### Task to complete
Each line below must be printed exactly as it stands.

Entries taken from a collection
◇ ◇ ◇ ◇

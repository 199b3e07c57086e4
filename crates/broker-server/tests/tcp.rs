// crates/broker-server/tests/tcp.rs
//
// Drives the accept loop over real sockets on 127.0.0.1.

use std::sync::Arc;
use std::time::Duration;

use broker_core::{
    BrokerConfig, BrokerResult, Brokerage, CustomerDirectory, CustomerId, InMemoryDirectory,
    LoggingPayoutGateway, Role,
};
use broker_server::config::Config;
use broker_server::server::{build_brokerage, serve};
use tokio::io::{AsyncBufReadExt, AsyncReadExt, AsyncWriteExt, BufReader, Lines};
use tokio::net::tcp::{OwnedReadHalf, OwnedWriteHalf};
use tokio::net::{TcpListener, TcpStream};
use tokio::time::timeout;

async fn start_server(max_clients: usize) -> std::net::SocketAddr {
    start_server_with(build_brokerage(&Config::default()).unwrap(), max_clients).await
}

async fn start_server_with(brokerage: Brokerage, max_clients: usize) -> std::net::SocketAddr {
    let listener = TcpListener::bind("127.0.0.1:0").await.unwrap();
    let addr = listener.local_addr().unwrap();
    let brokerage = Arc::new(brokerage);
    tokio::spawn(async move {
        let _ = serve(listener, brokerage, max_clients).await;
    });
    addr
}

struct TestClient {
    lines: Lines<BufReader<OwnedReadHalf>>,
    writer: OwnedWriteHalf,
}

impl TestClient {
    async fn connect(addr: std::net::SocketAddr) -> Self {
        let stream = TcpStream::connect(addr).await.unwrap();
        let (read, writer) = stream.into_split();
        TestClient {
            lines: BufReader::new(read).lines(),
            writer,
        }
    }

    async fn send(&mut self, line: &str) {
        self.writer
            .write_all(format!("{}\n", line).as_bytes())
            .await
            .unwrap();
    }

    async fn recv(&mut self) -> String {
        timeout(Duration::from_secs(5), self.lines.next_line())
            .await
            .expect("timed out waiting for a reply")
            .unwrap()
            .expect("server closed the connection")
    }
}

#[tokio::test(flavor = "multi_thread", worker_threads = 2)]
async fn replies_come_back_in_request_order() {
    let addr = start_server(16).await;
    let mut client = TestClient::connect(addr).await;

    // Pipelined without waiting for replies.
    for line in [
        "R, alice, pw",
        "D, admin, alice, 100",
        "N, alice, alice, AAPL, B, 10, 2",
        "B, alice, alice, -",
    ] {
        client.send(line).await;
    }

    assert_eq!(client.recv().await, "OK, registered alice");
    assert_eq!(client.recv().await, "OK, deposited 100");
    assert!(client.recv().await.starts_with("ORD, 1, alice, AAPL, B, 10, 2, PENDING, "));
    assert_eq!(client.recv().await, "BAL, alice, TRY, 100, 80");
    assert_eq!(client.recv().await, "END, 1");
}

#[tokio::test(flavor = "multi_thread", worker_threads = 2)]
async fn replies_go_only_to_the_requester() {
    let addr = start_server(16).await;
    let mut first = TestClient::connect(addr).await;
    let mut second = TestClient::connect(addr).await;

    first.send("R, bob, pw").await;
    assert_eq!(first.recv().await, "OK, registered bob");

    second.send("R, bob, pw").await;
    assert!(second.recv().await.starts_with("ERR, CUSTOMER_EXISTS, "));

    // Nothing extra is waiting for the first client.
    let stray = timeout(Duration::from_millis(200), first.lines.next_line()).await;
    assert!(stray.is_err(), "unexpected line for first client: {:?}", stray);
}

#[tokio::test(flavor = "multi_thread", worker_threads = 2)]
async fn connections_beyond_max_clients_are_closed() {
    let addr = start_server(1).await;
    let mut first = TestClient::connect(addr).await;
    first.send("R, carol, pw").await;
    assert_eq!(first.recv().await, "OK, registered carol");

    let mut extra = TcpStream::connect(addr).await.unwrap();
    let mut buf = [0u8; 16];
    let n = timeout(Duration::from_secs(5), extra.read(&mut buf))
        .await
        .expect("rejected connection was left open")
        .unwrap_or(0);
    assert_eq!(n, 0);

    // The accepted client keeps working.
    first.send("B, carol, carol, -").await;
    assert_eq!(first.recv().await, "END, 0");
}

/// Directory that blows up when asked to register `boom`.
struct ExplodingDirectory(InMemoryDirectory);

impl CustomerDirectory for ExplodingDirectory {
    fn register(&self, username: &str, credential: &str, role: Role) -> BrokerResult<CustomerId> {
        assert_ne!(username, "boom", "directory failure");
        self.0.register(username, credential, role)
    }

    fn resolve_customer_id(&self, username: &str) -> BrokerResult<CustomerId> {
        self.0.resolve_customer_id(username)
    }

    fn role(&self, customer_id: CustomerId) -> BrokerResult<Role> {
        self.0.role(customer_id)
    }

    fn username(&self, customer_id: CustomerId) -> BrokerResult<String> {
        self.0.username(customer_id)
    }
}

/// Connect and register `username`, retrying while the only slot is
/// still being released.
async fn register_when_slot_frees(addr: std::net::SocketAddr, username: &str) -> String {
    for _ in 0..50 {
        let mut client = TestClient::connect(addr).await;
        client.send(&format!("R, {}, pw", username)).await;
        match timeout(Duration::from_millis(500), client.lines.next_line()).await {
            Ok(Ok(Some(line))) => return line,
            _ => tokio::time::sleep(Duration::from_millis(50)).await,
        }
    }
    panic!("slot was never released");
}

#[tokio::test(flavor = "multi_thread", worker_threads = 2)]
async fn out_of_range_order_is_an_error_reply_and_keeps_the_slot_usable() {
    let addr = start_server(1).await;
    let mut first = TestClient::connect(addr).await;
    first.send("R, alice, pw").await;
    assert_eq!(first.recv().await, "OK, registered alice");
    first
        .send("N, alice, alice, X, B, 79228162514264337593543950335, 2")
        .await;
    assert!(first.recv().await.starts_with("ERR, INVALID_ARGUMENT, "));
    drop(first);

    assert_eq!(register_when_slot_frees(addr, "bob").await, "OK, registered bob");
}

#[tokio::test(flavor = "multi_thread", worker_threads = 2)]
async fn crashed_session_releases_its_slot() {
    let brokerage = Brokerage::with_parts(
        BrokerConfig::default(),
        Arc::new(ExplodingDirectory(InMemoryDirectory::new())),
        Arc::new(LoggingPayoutGateway),
    );
    let addr = start_server_with(brokerage, 1).await;

    let mut doomed = TestClient::connect(addr).await;
    doomed.send("R, boom, pw").await;
    // The session dies without answering.
    let ended = timeout(Duration::from_secs(5), doomed.lines.next_line())
        .await
        .expect("crashed session was left open");
    assert!(!matches!(ended, Ok(Some(_))), "unexpected reply {:?}", ended);

    assert_eq!(register_when_slot_frees(addr, "carol").await, "OK, registered carol");
}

◇ ◇ ◇ ◇

### Result of the exercise
repository 199b3e07c57086e4
filename crates/broker-server/tests/tcp.rs
// crates/broker-server/tests/tcp.rs
//
// Drives the accept loop over real sockets on 127.0.0.1.

use std::sync::Arc;
use std::time::Duration;

use broker_core::{
    BrokerConfig, BrokerResult, Brokerage, CustomerDirectory, CustomerId, InMemoryDirectory,
    LoggingPayoutGateway, Role,
};
use broker_server::config::Config;
use broker_server::server::{build_brokerage, serve};
use tokio::io::{AsyncBufReadExt, AsyncReadExt, AsyncWriteExt, BufReader, Lines};
use tokio::net::tcp::{OwnedReadHalf, OwnedWriteHalf};
use tokio::net::{TcpListener, TcpStream};
use tokio::time::timeout;

async fn start_server(max_clients: usize) -> std::net::SocketAddr {
    start_server_with(build_brokerage(&Config::default()).unwrap(), max_clients).await
}

async fn start_server_with(brokerage: Brokerage, max_clients: usize) -> std::net::SocketAddr {
    let listener = TcpListener::bind("127.0.0.1:0").await.unwrap();
    let addr = listener.local_addr().unwrap();
    let brokerage = Arc::new(brokerage);
    tokio::spawn(async move {
        let _ = serve(listener, brokerage, max_clients).await;
    });
    addr
}

struct TestClient {
    lines: Lines<BufReader<OwnedReadHalf>>,
    writer: OwnedWriteHalf,
}

impl TestClient {
    async fn connect(addr: std::net::SocketAddr) -> Self {
        let stream = TcpStream::connect(addr).await.unwrap();
        let (read, writer) = stream.into_split();
        TestClient {
            lines: BufReader::new(read).lines(),
            writer,
        }
    }

    async fn send(&mut self, line: &str) {
        self.writer
            .write_all(format!("{}\n", line).as_bytes())
            .await
            .unwrap();
    }

    async fn recv(&mut self) -> String {
        timeout(Duration::from_secs(5), self.lines.next_line())
            .await
            .expect("timed out waiting for a reply")
            .unwrap()
            .expect("server closed the connection")
    }
}

#[tokio::test(flavor = "multi_thread", worker_threads = 2)]
async fn replies_come_back_in_request_order() {
    let addr = start_server(16).await;
    let mut client = TestClient::connect(addr).await;

    // Pipelined without waiting for replies.
    for line in [
        "R, alice, pw",
        "D, admin, alice, 100",
        "N, alice, alice, AAPL, B, 10, 2",
        "B, alice, alice, -",
    ] {
        client.send(line).await;
    }

    assert_eq!(client.recv().await, "OK, registered alice");
    assert_eq!(client.recv().await, "OK, deposited 100");
    assert!(client.recv().await.starts_with("ORD, 1, alice, AAPL, B, 10, 2, PENDING, "));
    assert_eq!(client.recv().await, "BAL, alice, TRY, 100, 80");
    assert_eq!(client.recv().await, "END, 1");
}

#[tokio::test(flavor = "multi_thread", worker_threads = 2)]
async fn replies_go_only_to_the_requester() {
    let addr = start_server(16).await;
    let mut first = TestClient::connect(addr).await;
    let mut second = TestClient::connect(addr).await;

    first.send("R, bob, pw").await;
    assert_eq!(first.recv().await, "OK, registered bob");

    second.send("R, bob, pw").await;
    assert!(second.recv().await.starts_with("ERR, CUSTOMER_EXISTS, "));

    // Nothing extra is waiting for the first client.
    let stray = timeout(Duration::from_millis(200), first.lines.next_line()).await;
    assert!(stray.is_err(), "unexpected line for first client: {:?}", stray);
}

#[tokio::test(flavor = "multi_thread", worker_threads = 2)]
async fn connections_beyond_max_clients_are_closed() {
    let addr = start_server(1).await;
    let mut first = TestClient::connect(addr).await;
    first.send("R, carol, pw").await;
    assert_eq!(first.recv().await, "OK, registered carol");

    let mut extra = TcpStream::connect(addr).await.unwrap();
    let mut buf = [0u8; 16];
    let n = timeout(Duration::from_secs(5), extra.read(&mut buf))
        .await
        .expect("rejected connection was left open")
        .unwrap_or(0);
    assert_eq!(n, 0);

    // The accepted client keeps working.
    first.send("B, carol, carol, -").await;
    assert_eq!(first.recv().await, "END, 0");
}

/// Directory that blows up when asked to register `boom`.
struct ExplodingDirectory(InMemoryDirectory);

impl CustomerDirectory for ExplodingDirectory {
    fn register(&self, username: &str, credential: &str, role: Role) -> BrokerResult<CustomerId> {
        assert_ne!(username, "boom", "directory failure");
        self.0.register(username, credential, role)
    }

    fn resolve_customer_id(&self, username: &str) -> BrokerResult<CustomerId> {
        self.0.resolve_customer_id(username)
    }

    fn role(&self, customer_id: CustomerId) -> BrokerResult<Role> {
        self.0.role(customer_id)
    }

    fn username(&self, customer_id: CustomerId) -> BrokerResult<String> {
        self.0.username(customer_id)
    }
}

/// Connect and register `username`, retrying while the only slot is
/// still being released.
async fn register_when_slot_frees(addr: std::net::SocketAddr, username: &str) -> String {
    for _ in 0..50 {
        let mut client = TestClient::connect(addr).await;
        client.send(&format!("R, {}, pw", username)).await;
        match timeout(Duration::from_millis(500), client.lines.next_line()).await {
            Ok(Ok(Some(line))) => return line,
            _ => tokio::time::sleep(Duration::from_millis(50)).await,
        }
    }
    panic!("slot was never released");
}

#[tokio::test(flavor = "multi_thread", worker_threads = 2)]
async fn out_of_range_order_is_an_error_reply_and_keeps_the_slot_usable() {
    let addr = start_server(1).await;
    let mut first = TestClient::connect(addr).await;
    first.send("R, alice, pw").await;
    assert_eq!(first.recv().await, "OK, registered alice");
    first
        .send("N, alice, alice, X, B, 79228162514264337593543950335, 2")
        .await;
    assert!(first.recv().await.starts_with("ERR, INVALID_ARGUMENT, "));
    drop(first);

    assert_eq!(register_when_slot_frees(addr, "bob").await, "OK, registered bob");
}

#[tokio::test(flavor = "multi_thread", worker_threads = 2)]
async fn crashed_session_releases_its_slot() {
    let brokerage = Brokerage::with_parts(
        BrokerConfig::default(),
        Arc::new(ExplodingDirectory(InMemoryDirectory::new())),
        Arc::new(LoggingPayoutGateway),
    );
    let addr = start_server_with(brokerage, 1).await;

    let mut doomed = TestClient::connect(addr).await;
    doomed.send("R, boom, pw").await;
    // The session dies without answering.
    let ended = timeout(Duration::from_secs(5), doomed.lines.next_line())
        .await
        .expect("crashed session was left open");
    assert!(!matches!(ended, Ok(Some(_))), "unexpected reply {:?}", ended);

    assert_eq!(register_when_slot_frees(addr, "carol").await, "OK, registered carol");
}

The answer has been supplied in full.